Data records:
::::::::

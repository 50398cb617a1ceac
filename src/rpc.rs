//! Request and response values exchanged with an agent.
//!
//! The types serialise to a small JSON shape that any RPC substrate can
//! carry:
//!
//! ```json
//! {"method": "command", "params": {"device_name": "ar1", "command": "show version"}}
//! {"result": "SU9TIFhFIFNvZnR3YXJl..."}
//! {"error": {"code": 3, "kind": "NotFound", "message": "no such device \"ar9\""}}
//! ```
//!
//! Byte payloads (command output, configuration data) always travel as
//! standard base64.

use std::collections::BTreeMap;

use base64::Engine;
use base64::engine::general_purpose::STANDARD;
use schemars::JsonSchema;
use serde::{Deserialize, Serialize};

use crate::device::DeviceInfo;
use crate::error::{AgentError, WireError};

/// Encodes a byte payload for the wire.
pub fn encode_payload(data: &[u8]) -> String {
    STANDARD.encode(data)
}

/// Decodes a byte payload received from the wire.
pub fn decode_payload(data: &str) -> Result<Vec<u8>, AgentError> {
    STANDARD
        .decode(data.trim())
        .map_err(|e| AgentError::InvalidRequest(format!("payload is not valid base64: {e}")))
}

/// One call on the agent surface.
#[derive(Debug, Clone, PartialEq, Eq, Serialize, Deserialize, JsonSchema)]
#[serde(tag = "method", content = "params", rename_all = "snake_case")]
pub enum RpcRequest {
    /// Names of devices whose name matches `regexp`.
    DevicesMatching { regexp: String },

    /// Type and addresses of devices whose name matches `regexp`.
    DevicesInfo { regexp: String },

    /// Runs a command; the reply is the base64 output.
    Command {
        device_name: String,
        command: String,
        #[serde(default, skip_serializing_if = "Option::is_none")]
        mode: Option<String>,
    },

    /// Reads a configuration source; the reply is the base64 contents.
    GetConfig {
        device_name: String,
        source: String,
        #[serde(default, skip_serializing_if = "Option::is_none")]
        mode: Option<String>,
    },

    /// Writes base64 `data` to `destination`.
    SetConfig {
        device_name: String,
        destination: String,
        data: String,
        #[serde(default, skip_serializing_if = "Option::is_none")]
        mode: Option<String>,
    },
}

impl RpcRequest {
    pub fn method(&self) -> &'static str {
        match self {
            RpcRequest::DevicesMatching { .. } => "devices_matching",
            RpcRequest::DevicesInfo { .. } => "devices_info",
            RpcRequest::Command { .. } => "command",
            RpcRequest::GetConfig { .. } => "get_config",
            RpcRequest::SetConfig { .. } => "set_config",
        }
    }

    /// Target device, for calls that address one.
    pub fn device_name(&self) -> Option<&str> {
        match self {
            RpcRequest::Command { device_name, .. }
            | RpcRequest::GetConfig { device_name, .. }
            | RpcRequest::SetConfig { device_name, .. } => Some(device_name),
            RpcRequest::DevicesMatching { .. } | RpcRequest::DevicesInfo { .. } => None,
        }
    }
}

/// Successful result of an [`RpcRequest`].
#[derive(Debug, Clone, PartialEq, Eq, Serialize, Deserialize, JsonSchema)]
#[serde(untagged)]
pub enum RpcReply {
    DeviceNames(Vec<String>),
    DeviceInfo(BTreeMap<String, DeviceInfo>),
    /// Base64 payload.
    Payload(String),
    Ack(bool),
}

impl RpcReply {
    /// Decodes a [`RpcReply::Payload`].
    pub fn payload(&self) -> Option<Result<Vec<u8>, AgentError>> {
        match self {
            RpcReply::Payload(data) => Some(decode_payload(data)),
            _ => None,
        }
    }
}

/// Response envelope.
#[derive(Debug, Clone, PartialEq, Eq, Serialize, Deserialize, JsonSchema)]
#[serde(rename_all = "snake_case")]
pub enum RpcResponse {
    Result(RpcReply),
    Error(WireError),
}

impl From<Result<RpcReply, AgentError>> for RpcResponse {
    fn from(result: Result<RpcReply, AgentError>) -> Self {
        match result {
            Ok(reply) => RpcResponse::Result(reply),
            Err(e) => RpcResponse::Error(e.to_wire()),
        }
    }
}

impl RpcResponse {
    pub fn into_result(self) -> Result<RpcReply, WireError> {
        match self {
            RpcResponse::Result(reply) => Ok(reply),
            RpcResponse::Error(e) => Err(e),
        }
    }
}

#[cfg(test)]
mod tests {
    use super::*;
    use serde_json::json;

    #[test]
    fn requests_use_method_and_params() {
        let request = RpcRequest::Command {
            device_name: "ar1".into(),
            command: "show version".into(),
            mode: None,
        };
        assert_eq!(
            serde_json::to_value(&request).unwrap(),
            json!({"method": "command", "params": {"device_name": "ar1", "command": "show version"}})
        );

        let parsed: RpcRequest = serde_json::from_value(json!({
            "method": "set_config",
            "params": {"device_name": "cr1", "destination": "/var/tmp/x", "data": "aGk=", "mode": "cli"}
        }))
        .unwrap();
        assert_eq!(parsed.method(), "set_config");
        assert_eq!(parsed.device_name(), Some("cr1"));
    }

    #[test]
    fn unknown_methods_are_rejected() {
        let parsed = serde_json::from_value::<RpcRequest>(json!({"method": "reboot", "params": {}}));
        assert!(parsed.is_err());
    }

    #[test]
    fn responses_wrap_results_and_errors() {
        let ok = RpcResponse::from(Ok(RpcReply::Payload(encode_payload(b"\x00\xffok"))));
        let text = serde_json::to_string(&ok).unwrap();
        assert_eq!(text, r#"{"result":"AP9vaw=="}"#);
        let back: RpcResponse = serde_json::from_str(&text).unwrap();
        assert_eq!(back.into_result().unwrap().payload().unwrap().unwrap(), b"\x00\xffok");

        let err = RpcResponse::from(Err(AgentError::NotFound("ar9".into())));
        let value = serde_json::to_value(&err).unwrap();
        assert_eq!(value["error"]["code"], 3);
        assert_eq!(value["error"]["kind"], "NotFound");
    }

    #[test]
    fn replies_deserialise_by_shape() {
        let names: RpcReply = serde_json::from_str(r#"["ar1","cr1"]"#).unwrap();
        assert_eq!(names, RpcReply::DeviceNames(vec!["ar1".into(), "cr1".into()]));
        let ack: RpcReply = serde_json::from_str("true").unwrap();
        assert_eq!(ack, RpcReply::Ack(true));
        let info: RpcReply = serde_json::from_str("{}").unwrap();
        assert_eq!(info, RpcReply::DeviceInfo(BTreeMap::new()));
    }

    #[test]
    fn bad_base64_is_an_invalid_request() {
        assert!(matches!(decode_payload("not base64!"), Err(AgentError::InvalidRequest(_))));
        assert_eq!(decode_payload(" aGk=\n").unwrap(), b"hi");
    }
}
//! Backend selection for the client dispatcher.

use std::collections::hash_map::RandomState;
use std::hash::{BuildHasher, Hasher};
use std::sync::Arc;
use std::sync::atomic::{AtomicBool, AtomicU64, AtomicUsize, Ordering};
use std::time::Duration;

use log::{trace, warn};
use serde::Serialize;
use tokio::time::Instant;

/// Transport failures in a row before a backend is marked unhealthy.
const UNHEALTHY_AFTER: u64 = 3;

const NO_RTT: u64 = u64::MAX;

/// Strategy for picking the agent a request is sent to.
#[derive(Debug, Clone, Copy, PartialEq, Eq, Default)]
pub enum LoadBalancePolicy {
    /// Cycle through healthy agents in configuration order.
    #[default]
    RoundRobin,
    /// Prefer agents never timed yet, then the lowest last round-trip time.
    LowestLatency,
    Random,
}

/// Point-in-time statistics for one agent.
#[derive(Debug, Clone, PartialEq, Eq, Serialize)]
pub struct BackendStats {
    pub agent: String,
    pub in_flight: u64,
    pub requests: u64,
    pub errors: u64,
    pub last_rtt: Option<Duration>,
    pub healthy: bool,
}

pub(crate) struct Backend {
    agent: String,
    in_flight: AtomicU64,
    requests: AtomicU64,
    errors: AtomicU64,
    consecutive_errors: AtomicU64,
    /// Microseconds; `NO_RTT` until the first completed call.
    last_rtt_us: AtomicU64,
    healthy: AtomicBool,
}

impl Backend {
    fn new(agent: String) -> Self {
        Self {
            agent,
            in_flight: AtomicU64::new(0),
            requests: AtomicU64::new(0),
            errors: AtomicU64::new(0),
            consecutive_errors: AtomicU64::new(0),
            last_rtt_us: AtomicU64::new(NO_RTT),
            healthy: AtomicBool::new(true),
        }
    }

    pub(crate) fn agent(&self) -> &str {
        &self.agent
    }

    fn is_healthy(&self) -> bool {
        self.healthy.load(Ordering::Acquire)
    }

    fn last_rtt(&self) -> Option<Duration> {
        match self.last_rtt_us.load(Ordering::Relaxed) {
            NO_RTT => None,
            us => Some(Duration::from_micros(us)),
        }
    }

    /// Starts timing one call.
    pub(crate) fn begin(self: &Arc<Self>) -> InFlight {
        self.in_flight.fetch_add(1, Ordering::Relaxed);
        self.requests.fetch_add(1, Ordering::Relaxed);
        InFlight {
            backend: self.clone(),
            started: Instant::now(),
        }
    }

    fn stats(&self) -> BackendStats {
        BackendStats {
            agent: self.agent.clone(),
            in_flight: self.in_flight.load(Ordering::Relaxed),
            requests: self.requests.load(Ordering::Relaxed),
            errors: self.errors.load(Ordering::Relaxed),
            last_rtt: self.last_rtt(),
            healthy: self.is_healthy(),
        }
    }
}

/// One call on a backend; dropping it without [`InFlight::finish`] (an
/// aborted request) only releases the in-flight count.
pub(crate) struct InFlight {
    backend: Arc<Backend>,
    started: Instant,
}

impl InFlight {
    /// Records the outcome. `transport_ok` is false when the agent could
    /// not be reached at all; errors returned by the agent still count as a
    /// healthy round trip.
    pub(crate) fn finish(self, transport_ok: bool) {
        let backend = &self.backend;
        if transport_ok {
            let rtt = self.started.elapsed();
            let us = u64::try_from(rtt.as_micros()).unwrap_or(NO_RTT - 1);
            backend.last_rtt_us.store(us, Ordering::Relaxed);
            backend.consecutive_errors.store(0, Ordering::Relaxed);
            if !backend.healthy.swap(true, Ordering::AcqRel) {
                warn!("agent {} is healthy again", backend.agent);
            }
            trace!("agent {} answered in {rtt:?}", backend.agent);
        } else {
            backend.errors.fetch_add(1, Ordering::Relaxed);
            let streak = backend.consecutive_errors.fetch_add(1, Ordering::Relaxed) + 1;
            if streak >= UNHEALTHY_AFTER && backend.healthy.swap(false, Ordering::AcqRel) {
                warn!("agent {} marked unhealthy after {streak} failures", backend.agent);
            }
        }
    }
}

impl Drop for InFlight {
    fn drop(&mut self) {
        self.backend.in_flight.fetch_sub(1, Ordering::Relaxed);
    }
}

/// The configured agents plus the selection policy.
pub(crate) struct Balancer {
    backends: Vec<Arc<Backend>>,
    policy: LoadBalancePolicy,
    next: AtomicUsize,
}

impl Balancer {
    pub(crate) fn new(agents: impl IntoIterator<Item = String>, policy: LoadBalancePolicy) -> Self {
        Self {
            backends: agents.into_iter().map(|a| Arc::new(Backend::new(a))).collect(),
            policy,
            next: AtomicUsize::new(0),
        }
    }

    /// Picks the backend for the next request.
    ///
    /// Unhealthy agents are skipped while any healthy one remains.
    pub(crate) fn pick(&self) -> Option<Arc<Backend>> {
        let healthy: Vec<&Arc<Backend>> = self.backends.iter().filter(|b| b.is_healthy()).collect();
        let candidates = if healthy.is_empty() {
            self.backends.iter().collect()
        } else {
            healthy
        };
        if candidates.is_empty() {
            return None;
        }
        let chosen = match self.policy {
            LoadBalancePolicy::RoundRobin => {
                let idx = self.next.fetch_add(1, Ordering::Relaxed);
                candidates[idx % candidates.len()]
            }
            LoadBalancePolicy::LowestLatency => {
                let untimed = candidates
                    .iter()
                    .filter(|b| b.last_rtt().is_none())
                    .min_by_key(|b| b.in_flight.load(Ordering::Relaxed));
                match untimed {
                    Some(backend) => *backend,
                    None => candidates
                        .iter()
                        .min_by_key(|b| (b.last_rtt(), b.in_flight.load(Ordering::Relaxed)))
                        .copied()?,
                }
            }
            LoadBalancePolicy::Random => {
                let idx = RandomState::new().build_hasher().finish() as usize % candidates.len();
                candidates[idx]
            }
        };
        Some(chosen.clone())
    }

    pub(crate) fn set_healthy(&self, agent: &str, healthy: bool) -> bool {
        match self.backends.iter().find(|b| b.agent == agent) {
            Some(backend) => {
                backend.healthy.store(healthy, Ordering::Release);
                if healthy {
                    backend.consecutive_errors.store(0, Ordering::Relaxed);
                }
                true
            }
            None => false,
        }
    }

    pub(crate) fn stats(&self) -> Vec<BackendStats> {
        self.backends.iter().map(|b| b.stats()).collect()
    }
}

#[cfg(test)]
mod tests {
    use super::*;

    fn balancer(policy: LoadBalancePolicy) -> Balancer {
        Balancer::new(["a", "b", "c"].map(String::from), policy)
    }

    fn picks(balancer: &Balancer, n: usize) -> Vec<String> {
        (0..n)
            .map(|_| balancer.pick().unwrap().agent().to_string())
            .collect()
    }

    #[test]
    fn round_robin_cycles_in_order_and_skips_unhealthy() {
        let balancer = balancer(LoadBalancePolicy::RoundRobin);
        assert_eq!(picks(&balancer, 4), ["a", "b", "c", "a"]);

        balancer.set_healthy("b", false);
        let next = picks(&balancer, 4);
        assert!(!next.contains(&"b".to_string()));

        balancer.set_healthy("a", false);
        balancer.set_healthy("c", false);
        assert_eq!(picks(&balancer, 3).len(), 3, "all unhealthy falls back to everyone");
    }

    #[tokio::test(start_paused = true)]
    async fn lowest_latency_times_every_backend_first() {
        let balancer = balancer(LoadBalancePolicy::LowestLatency);
        for (agent, ms) in [("a", 50), ("b", 5), ("c", 20)] {
            let backend = balancer.pick().unwrap();
            assert_eq!(backend.agent(), agent);
            let call = backend.begin();
            tokio::time::advance(Duration::from_millis(ms)).await;
            call.finish(true);
        }
        assert_eq!(picks(&balancer, 3), ["b", "b", "b"]);
        let stats = balancer.stats();
        assert_eq!(stats[1].last_rtt, Some(Duration::from_millis(5)));
        assert!(stats.iter().all(|s| s.in_flight == 0 && s.requests == 1));
    }

    #[test]
    fn repeated_transport_failures_mark_a_backend_unhealthy() {
        let balancer = balancer(LoadBalancePolicy::RoundRobin);
        let backend = balancer.backends[0].clone();
        for _ in 0..UNHEALTHY_AFTER {
            backend.begin().finish(false);
        }
        assert!(!backend.is_healthy());
        assert_eq!(backend.stats().errors, UNHEALTHY_AFTER);
        backend.begin().finish(true);
        assert!(backend.is_healthy());
    }

    #[test]
    fn random_only_picks_configured_agents() {
        let balancer = balancer(LoadBalancePolicy::Random);
        for agent in picks(&balancer, 20) {
            assert!(["a", "b", "c"].contains(&agent.as_str()));
        }
        assert!(Balancer::new(Vec::new(), LoadBalancePolicy::Random).pick().is_none());
    }

    #[test]
    fn dropped_calls_release_in_flight() {
        let balancer = balancer(LoadBalancePolicy::RoundRobin);
        let backend = balancer.pick().unwrap();
        let call = backend.begin();
        assert_eq!(balancer.stats()[0].in_flight, 1);
        drop(call);
        assert_eq!(balancer.stats()[0].in_flight, 0);
    }
}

::::::::

Exercise directions:
Produce only the lines from the line containing "fn drop(&mut self)" through the line containing "let idx = self.next.fetch_add(1, Ordering::Relaxed);", inclusive of both, exactly as they stand in the entries above.

Response area:
    fn drop(&mut self) {
        self.backend.in_flight.fetch_sub(1, Ordering::Relaxed);
    }
}

/// The configured agents plus the selection policy.
pub(crate) struct Balancer {
    backends: Vec<Arc<Backend>>,
    policy: LoadBalancePolicy,
    next: AtomicUsize,
}

impl Balancer {
    pub(crate) fn new(agents: impl IntoIterator<Item = String>, policy: LoadBalancePolicy) -> Self {
        Self {
            backends: agents.into_iter().map(|a| Arc::new(Backend::new(a))).collect(),
            policy,
            next: AtomicUsize::new(0),
        }
    }

    /// Picks the backend for the next request.
    ///
    /// Unhealthy agents are skipped while any healthy one remains.
    pub(crate) fn pick(&self) -> Option<Arc<Backend>> {
        let healthy: Vec<&Arc<Backend>> = self.backends.iter().filter(|b| b.is_healthy()).collect();
        let candidates = if healthy.is_empty() {
            self.backends.iter().collect()
        } else {
            healthy
        };
        if candidates.is_empty() {
            return None;
        }
        let chosen = match self.policy {
            LoadBalancePolicy::RoundRobin => {
                let idx = self.next.fetch_add(1, Ordering::Relaxed);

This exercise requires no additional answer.